Really? But I thought, “It takes a village to raise a child”– Hillary Rodham Clinton, 1996. Teaching is certainly part of raising a human being. 93 transformative years and the opposite sex separate these quotes. Followed by “No Child Left Behind”– George W. Bush, 2001 and most recently, the harsh reality of the arts programs cut to bare bones in American public schools.
Thinking about all of this I glance at my bulletin board in my studio.
I see the photocopied piece of paper that says: “Why Teach Music?” and you know what? Not even a split second of hesitation restrains my answer.
I teach music because I am compelled to pass on the gift that was given to me. I am overwhelmed with the honor and responsibility I have when I am entrusted with a child. I am overjoyed when the beginning lessons unfold into the deeper truths that my students young and old take with them and apply in other areas of their lives. I am touched when I realize that I too am learning, broadening, and stretching because of the impact students have on my life.
So I reach for that piece of paper tacked to the corner of my bulletin board. In short it says music is a science because it is exact and specific. It uses charts and graphs indicating frequencies, intensities and timing. It is mathematical because of the rhythm, subdivisions and fractions. It involves a foreign language, typically Italian. Music is historical and reflects the time, place and culture in which it was written. It is physical education because it requires hand-eye coordination, and both small and large motor skill coordination. Music is art, it allows a human being to take all these dry, technically boring (but difficult) techniques and use them to create emotion.
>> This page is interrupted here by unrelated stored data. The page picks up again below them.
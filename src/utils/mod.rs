//! Utility modules
//!
//! - Diagnostics collected while parsing and assembling
//! - Error and result types

pub mod diagnostics;
pub mod error;

pub use diagnostics::{format_diagnostics, Diagnostic, DiagnosticLevel, Diagnostics, LineIndex};
pub use error::{Result, XmlDocError};
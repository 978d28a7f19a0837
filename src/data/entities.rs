//! XML character entities found in documentation comments

use phf::phf_map;

/// The five predefined XML entities
pub static XML_ENTITIES: phf::Map<&'static str, char> = phf_map! {
    "lt" => '<',
    "gt" => '>',
    "amp" => '&',
    "quot" => '"',
    "apos" => '\'',
};

/// Resolve the body of an entity reference (`lt`, `#60`, `#x3C`)
pub fn resolve_entity(name: &str) -> Option<char> {
    if let Some(c) = XML_ENTITIES.get(name) {
        return Some(*c);
    }
    let code = name.strip_prefix('#')?;
    let value = match code.strip_prefix('x').or_else(|| code.strip_prefix('X')) {
        Some(hex) => u32::from_str_radix(hex, 16).ok()?,
        None => code.parse::<u32>().ok()?,
    };
    char::from_u32(value)
}

#[cfg(test)]
mod tests {
    use super::*;

    #[test]
    fn test_named() {
        assert_eq!(resolve_entity("lt"), Some('<'));
        assert_eq!(resolve_entity("nbsp"), None);
    }

    #[test]
    fn test_numeric() {
        assert_eq!(resolve_entity("#60"), Some('<'));
        assert_eq!(resolve_entity("#x3C"), Some('<'));
        assert_eq!(resolve_entity("#xZZ"), None);
    }
}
That is one thing science cannot duplicate: human feeling.
Continuing from this faded photo copy I can sincerely quote the final words: I teach music, “NOT because I expect you to major in music; NOT because I expect you to play or sing all your life; NOT so you can relax; NOT so you can have fun; BUT-
so you will be human
so you will recognize beauty
so you will be sensitive
so you will be closer to an infinite beyond this world
so you will have something to cling to
so you will have more love, more compassion, more gentleness, more good – in short, more life.
And finally, I teach music because I can; and I do.
So when I hear the George Bernard Shaw quote applied to a fellow teacher of anything, particularly an art, I remember that it does in fact take a village in order to raise a child so no child will be left behind. That child may be the ever teachable part of each and everyone one of us, regardless of age. Also, I remind myself that we all are teachers all of the time while we are all students in this very small classroom called earth.